Stefano Garosi, one of the best known Florentine restorers tell us about his long experience in the field
Stefano, how did you become a restorer? What was your training path?
It was a tortuous journey, a bit like being on a roller coaster. I come from a dynasty of decorators and gilders: my great-grandfather was trained in the Grand Ducal workshops around the Pitti Palace. I was initiated to restoration at the age of 12, after having met Ennio Regola. I was fascinated by this activity that I encoutered in his studio. A spontaneous choice for me, I had a workshop training, also because restoration schools did not exist at the time. While working in the workshop I also attended the art institute, but my training as a restorer was a real old-fashioned apprenticeship.
Let’s talk now about your work. With Art-Test there have been many opportunities for collaboration, do you want to remember some of them?
We have been working together for a long time, many many years. For me it has always been pleasant the way in which we have been able to establish a real dialogue between diagnostics and restoration.
We have worked on many works by private owners, including a painting attributable to Andrea Del Sarto, perhaps one of the first done together, together with the one by Marco Pino, and many others. One of the most important pieces, publicly owned, was Vasari‘s “La Pazienza” or the Frans Floris, “Adam and Eve”, both from the Palatine Gallery. In the reflectography of this last work we discovered that the painter initially planned to include a cat, an idea which the artist later abandoned.
This last example perfectly explains the relationship that must exist between the diagnostician and the restorer: certain things the restorer alone can only guess, but he cannot see them. How would it be possible to see that there was a cat drawing underneath?
You can understand if there are repentances, you can distinguish the repaintings, but it is precisely in such cases that you need tools that a restorer does not have. This is where another professional figure comes into play: the diagnostician, and it is fundamental for a restorer to have this contribution.

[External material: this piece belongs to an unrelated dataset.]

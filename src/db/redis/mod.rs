pub mod store;

pub use store::create_redis_client;
pub use store::RedisStore;
pub use store::StoreWriterHandle;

In general, what are the most common problems encountered during a restoration in which diagnostics are most useful?
As in the case we were talking about before. Or as in the case of the painting that we are going to study together in the coming days, which is totally repainted. It is a Madonna attributed to Lorenzo di Credi. Observing carefully the painting, even with the microscope, what I see is that there is little, very little left of the original painting. It is probably an artwork that underwent an unfortunate cleaning and was completely repainted. It is a beautiful repainting, whoever did it was a good painter.
However, now you cannot venture into removing what we have now with the risk of finding nothing. There is a need for a thorough and precise investigation to understand what condition the underlying painting is in, and how much is left of it. If you can understand from the investigation that it is worthwhile to remove what you see now, it is good. But if the investigations confirm my doubts, it is better to leave everything as it is. The analyses can be considered as a preventive restoration, a way to avoid making mistakes, avoiding excesses.
You have been working in this field for many years, what changes have you noticed, for example in terms of customers, prices and clients?
In recent years, everything has changed. In over half a century, everything changes, in any sector, but above all in this.
The training of restorers has totally changed. In the workshop there was training right on the job, although very often the average restorer had a low field specific education, not to mention education in general. Then there were those exceptions, recognized as masters, who, in addition to having an excellent operational capacity, possessed a great specific and general culture: characters such as Leonetto Tintori, Alfio Del Serra, Paolo Gori, who worked in Florence in the period before the war or immediately after.
Then the market changed. The antiques market, here in Florence, is in agony; for economic and bureaucratic reasons, and also because there is little desire on the part of the operators, and the best operators go to work abroad. Most of my customers come from abroad.
The taste has also changed. There are no young collectors of ancient art, they prefer to collect the contemporary. I believe that it is easier for a young person to understand the contemporary than the ancient, obviously he is closer to the time in which he lives, he understands it better, it is natural to him and this is then reflected in the choice of works of art to buy.